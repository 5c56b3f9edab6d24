//! Minimal blocking HTTP/1.1 request reader and response writer.
//!
//! One request per connection, no request bodies. Header section capped
//! at 32 KiB.

use std::io::{Read, Write};

/// Maximum header section size (32 KiB)
const MAX_HEADER_SIZE: usize = 32 * 1024;

/// Parsed request line and headers.
#[derive(Debug)]
pub struct HttpRequest {
    pub method: String,
    pub path: String,
    pub headers: Vec<(String, String)>,
}

/// Response to write back.
#[derive(Debug)]
pub struct HttpResponse {
    pub status: u16,
    pub headers: Vec<(String, String)>,
    pub body: Vec<u8>,
}

impl HttpResponse {
    /// Plain-text response.
    pub fn text(status: u16, body: &str) -> Self {
        Self {
            status,
            headers: vec![(
                "Content-Type".to_string(),
                "text/plain; charset=utf-8".to_string(),
            )],
            body: body.as_bytes().to_vec(),
        }
    }
}

fn reason(status: u16) -> &'static str {
    match status {
        200 => "OK",
        400 => "Bad Request",
        403 => "Forbidden",
        404 => "Not Found",
        405 => "Method Not Allowed",
        500 => "Internal Server Error",
        _ => "Unknown",
    }
}

/// Read and parse one request from a stream.
///
/// `None` when the peer closed before sending anything; `Some(Err)` for a
/// malformed request.
pub fn read_request(stream: &mut impl Read) -> Option<Result<HttpRequest, String>> {
    let mut header_buf = Vec::with_capacity(1024);
    let mut byte = [0u8; 1];

    loop {
        match stream.read(&mut byte) {
            Ok(0) => {
                if header_buf.is_empty() {
                    return None;
                }
                return Some(Err("Connection closed mid-request".to_string()));
            }
            Ok(_) => {
                header_buf.push(byte[0]);
                if header_buf.len() > MAX_HEADER_SIZE {
                    return Some(Err("Headers too large".to_string()));
                }
                if header_buf.ends_with(b"\r\n\r\n") {
                    break;
                }
            }
            Err(e) => {
                if header_buf.is_empty() {
                    return None;
                }
                return Some(Err(format!("Read error: {}", e)));
            }
        }
    }

    let mut parsed_headers = [httparse::EMPTY_HEADER; 64];
    let mut req = httparse::Request::new(&mut parsed_headers);

    match req.parse(&header_buf) {
        Ok(httparse::Status::Complete(_)) => {}
        Ok(httparse::Status::Partial) => {
            return Some(Err("Incomplete HTTP request".to_string()));
        }
        Err(e) => return Some(Err(format!("HTTP parse error: {}", e))),
    }

    let headers = req
        .headers
        .iter()
        .map(|h| {
            (
                h.name.to_string(),
                String::from_utf8_lossy(h.value).to_string(),
            )
        })
        .collect();

    Some(Ok(HttpRequest {
        method: req.method.unwrap_or("").to_string(),
        path: req.path.unwrap_or("/").to_string(),
        headers,
    }))
}

/// Write a response. With `head_only` the body is counted but not sent.
pub fn write_response(
    stream: &mut impl Write,
    response: &HttpResponse,
    head_only: bool,
) -> std::io::Result<()> {
    let mut header_block = format!(
        "HTTP/1.1 {} {}\r\n",
        response.status,
        reason(response.status)
    );
    header_block.push_str(&format!("Content-Length: {}\r\n", response.body.len()));
    header_block.push_str("Connection: close\r\n");
    for (name, value) in &response.headers {
        header_block.push_str(&format!("{}: {}\r\n", name, value));
    }
    header_block.push_str("\r\n");

    stream.write_all(header_block.as_bytes())?;
    if !head_only && !response.body.is_empty() {
        stream.write_all(&response.body)?;
    }
    stream.flush()
}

▶ _What to do_:
Copy out every line of the listing that contains the string "text".

▶ _Exercise solution_:
    /// Plain-text response.
    pub fn text(status: u16, body: &str) -> Self {
                "text/plain; charset=utf-8".to_string(),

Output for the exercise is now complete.